Trey Ideker
Director of the Big Data Institute
Trey Ideker is Director of the Big Data Institute. Previously, he served as a faculty member at UC San Diego since 2003, with current appointments in the Departments of Medicine, Bioengineering, and Computer Science and Engineering. Additionally, he holds leadership positions as Director or Co-Director of several federally-funded research centres, including the Cancer Cell Map Initiative, the Bridge2AI Functional Genomics Data Generation Program, and, most recently, an ARPA-H ADAPT Precision Oncology Centre. He is also a Visiting Member at the Ellison Medical Institute (EMI),
Ideker received BS and MEng degrees in Computer Science from MIT and a PhD in Genome Sciences from the University of Washington under Drs. Lee Hood and Dick Karp. He was then a David Baltimore Fellow at the Whitehead Institute before joining the UCSD faculty in 2003. He was named a Top 10 Innovator by Technology Review, received the 2009 ICSB Overton Prize, and is a Fellow of the AAAS, AIMBE and ISCB organisations. Ideker previously served as a member of the Board of Scientific Advisors to the NIH National Cancer Institute and National Human Genome Research Institute. He also serves on the editorial boards of Cell, Cell Systems, PLoS Computational Biology, and Molecular Systems Biology. Since 2020 he has been named a Web of Science Highly Cited Researcher (top 1% by citations). Ideker has published >280 scientific articles to date, which have been cited a total of >119,000 times with a current h-index of 111.

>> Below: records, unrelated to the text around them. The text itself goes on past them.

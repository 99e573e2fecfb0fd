//! HTTP server exposing the store's command/query surface.
//!
//! # API Endpoints
//!
//! | Method | Path               | Description                          |
//! |--------|--------------------|--------------------------------------|
//! | GET    | `/health`          | Health check                         |
//! | GET    | `/api/state`       | Full state snapshot                  |
//! | GET    | `/api/view`        | Current page of the derived view     |
//! | POST   | `/api/commands`    | Apply one store command              |
//! | POST   | `/api/cells`       | Validated single-cell edit           |
//! | POST   | `/api/rows`        | Validated new row from form input    |
//! | POST   | `/api/import`      | Upload CSV (multipart field `file`)  |
//! | GET    | `/api/export`      | Download visible columns as CSV      |
//! | GET    | `/api/logs`        | SSE stream for real-time logs        |
//! | GET    | `/api/logs/recent` | Recent log entries                   |

use axum::{
    extract::{DefaultBodyLimit, Multipart, State},
    http::{header, Method, StatusCode},
    response::{sse::Event, IntoResponse, Json, Sse},
    routing::{get, post},
    Router,
};
use futures::stream::Stream;
use serde_json::{json, Value};
use std::{convert::Infallible, net::SocketAddr, sync::Arc, time::Duration};
use tokio::sync::RwLock;
use tokio_stream::wrappers::BroadcastStream;
use tokio_stream::StreamExt as _;
use tower_http::cors::CorsLayer;

use super::logs::{log_info, log_warning, LogEntry, LOG_BROADCASTER};
use super::types::{
    error_response, form_errors_response, CellEdit, ImportResponse, RowCreated, RowForm,
    ViewResponse,
};
use crate::config::{AppConfig, CSV_MIME_TYPE, MAX_IMPORT_SIZE};
use crate::error::{ServerError, ServerResult};
use crate::import::{import_bytes, ImportResult};
use crate::store::{Command, TableSnapshot, TableStore};

/// Store shared by all handlers.
pub type SharedStore = Arc<RwLock<TableStore>>;

type ApiError = (StatusCode, Json<Value>);

/// Request body cap: the import limit plus room for multipart framing.
/// A file slightly over the import limit still reaches the size check.
pub const MAX_BODY_SIZE: usize = MAX_IMPORT_SIZE + 64 * 1024;

/// Initial store for a server session.
pub fn initial_store(config: &AppConfig) -> TableStore {
    let mut store = if config.seed {
        TableStore::new()
    } else {
        TableStore::empty()
    };
    store.set_rows_per_page(config.rows_per_page);
    store
}

/// Build the router around a store.
pub fn router(store: SharedStore) -> Router {
    let cors = CorsLayer::new()
        .allow_origin(tower_http::cors::Any)
        .allow_methods([Method::GET, Method::POST, Method::OPTIONS])
        .allow_headers([header::CONTENT_TYPE, header::ACCEPT])
        .expose_headers([header::CONTENT_TYPE, header::CONTENT_DISPOSITION]);

    Router::new()
        .route("/", get(health))
        .route("/health", get(health))
        .route("/api/state", get(get_state))
        .route("/api/view", get(get_view))
        .route("/api/commands", post(apply_command))
        .route("/api/cells", post(edit_cell))
        .route("/api/rows", post(add_row))
        .route("/api/import", post(upload_csv))
        .route("/api/export", get(export_csv))
        .route("/api/logs", get(sse_logs))
        .route("/api/logs/recent", get(recent_logs))
        .layer(DefaultBodyLimit::max(MAX_BODY_SIZE))
        .layer(cors)
        .with_state(store)
}

/// Start the HTTP server
pub async fn start_server(config: &AppConfig) -> ServerResult<()> {
    let store: SharedStore = Arc::new(RwLock::new(initial_store(config)));
    let app = router(store);

    let addr = SocketAddr::from(([0, 0, 0, 0], config.port));
    println!("Tablekit server running on http://localhost:{}", config.port);
    println!("   GET  /api/state    - State snapshot");
    println!("   GET  /api/view     - Current page");
    println!("   POST /api/commands - Apply a command");
    println!("   POST /api/rows     - Add a validated row");
    println!("   POST /api/import   - Upload CSV file");
    println!("   GET  /api/export   - Download CSV");
    println!("   GET  /api/logs     - SSE log stream");

    let listener = tokio::net::TcpListener::bind(addr).await?;
    axum::serve(listener, app).await.map_err(ServerError::Io)?;

    Ok(())
}

/// Health check endpoint
async fn health() -> Json<Value> {
    Json(json!({
        "status": "ok",
        "service": "tablekit",
        "version": env!("CARGO_PKG_VERSION"),
    }))
}

async fn get_state(State(store): State<SharedStore>) -> Json<TableSnapshot> {
    Json(store.read().await.snapshot())
}

async fn get_view(State(store): State<SharedStore>) -> Json<ViewResponse> {
    let store = store.read().await;
    Json(ViewResponse {
        columns: store.visible_columns().into_iter().cloned().collect(),
        page: store.view(),
    })
}

async fn apply_command(
    State(store): State<SharedStore>,
    Json(command): Json<Command>,
) -> Json<TableSnapshot> {
    log_info(format!("Command: {}", command.name()));
    let mut store = store.write().await;
    store.apply(command);
    Json(store.snapshot())
}

async fn edit_cell(
    State(store): State<SharedStore>,
    Json(edit): Json<CellEdit>,
) -> Result<Json<TableSnapshot>, ApiError> {
    let mut store = store.write().await;
    store
        .edit_cell(&edit.row_id, &edit.column_id, &edit.value)
        .map_err(|e| {
            (
                StatusCode::UNPROCESSABLE_ENTITY,
                Json(error_response(&e.to_string())),
            )
        })?;
    Ok(Json(store.snapshot()))
}

async fn add_row(
    State(store): State<SharedStore>,
    Json(form): Json<RowForm>,
) -> Result<Json<RowCreated>, ApiError> {
    let mut store = store.write().await;
    match store.submit_row(&form.values) {
        Ok(id) => {
            log_info(format!("Row added: {}", id));
            Ok(Json(RowCreated { id }))
        }
        Err(errors) => Err((
            StatusCode::UNPROCESSABLE_ENTITY,
            Json(form_errors_response(&errors)),
        )),
    }
}

/// Upload CSV endpoint
async fn upload_csv(
    State(store): State<SharedStore>,
    mut multipart: Multipart,
) -> Result<Json<ImportResponse>, ApiError> {
    let mut file_data: Option<Vec<u8>> = None;

    while let Some(field) = multipart.next_field().await.map_err(|e| {
        bad_request(ServerError::BadRequest(format!("Multipart error: {}", e)))
    })? {
        if field.name() == Some("file") {
            match field.bytes().await {
                Ok(bytes) => file_data = Some(bytes.to_vec()),
                Err(e) => {
                    // oversized or truncated upload: report it like any unreadable file
                    log_warning(format!("Upload read error: {}", e));
                    let result = ImportResult::parse_failure();
                    return Ok(Json(ImportResponse::new(&result, false)));
                }
            }
        }
    }

    let bytes = file_data
        .ok_or_else(|| bad_request(ServerError::BadRequest("No file provided".into())))?;

    let result = tokio::task::spawn_blocking(move || import_bytes(&bytes))
        .await
        .map_err(|e| {
            (
                StatusCode::INTERNAL_SERVER_ERROR,
                Json(error_response(&format!("Import task failed: {}", e))),
            )
        })?;
    let applied = result.apply_to(&mut *store.write().await);
    if !applied {
        log_warning("Import not applied: fix the reported errors and upload again");
    }

    Ok(Json(ImportResponse::new(&result, applied)))
}

async fn export_csv(State(store): State<SharedStore>) -> impl IntoResponse {
    let file = store.read().await.export_file();
    log_info(format!("Export: {}", file.filename));
    (
        [
            (header::CONTENT_TYPE, CSV_MIME_TYPE.to_string()),
            (
                header::CONTENT_DISPOSITION,
                format!("attachment; filename=\"{}\"", file.filename),
            ),
        ],
        file.content,
    )
}

/// SSE endpoint for real-time log streaming
async fn sse_logs() -> Sse<impl Stream<Item = Result<Event, Infallible>>> {
    let rx = LOG_BROADCASTER.subscribe();

    let stream = BroadcastStream::new(rx).filter_map(|result| {
        let entry = result.ok()?;
        let json = serde_json::to_string(&entry).ok()?;
        Some(Ok(Event::default().data(json)))
    });

    Sse::new(stream).keep_alive(
        axum::response::sse::KeepAlive::new()
            .interval(Duration::from_secs(15))
            .text("keep-alive"),
    )
}

async fn recent_logs() -> Json<Vec<LogEntry>> {
    Json(LOG_BROADCASTER.recent())
}

fn bad_request(err: ServerError) -> ApiError {
    (StatusCode::BAD_REQUEST, Json(error_response(&err.to_string())))
}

The Ideker laboratory has led seminal studies establishing the theory and practice of systems biology, including systematic techniques for elucidating human cell architecture and its molecular networks. From 2001–present, his laboratory has produced numerous maps of protein-protein, transcriptional, and genetic networks in model organisms and humans (in collaboration with trainees and co-investigators), along with widely used Cytoscape network analysis software (with Gary Bader and others). His studies created methodologies that are now core concepts in bioinformatics, including generation of transcriptional networks to explain genome-wide expression patterns (with Leroy Hood), network alignment and evolutionary comparison (with Richard Karp and Roded Sharan), and network biomarkers, which enable multigenic definitions of patient subtypes and treatment responses.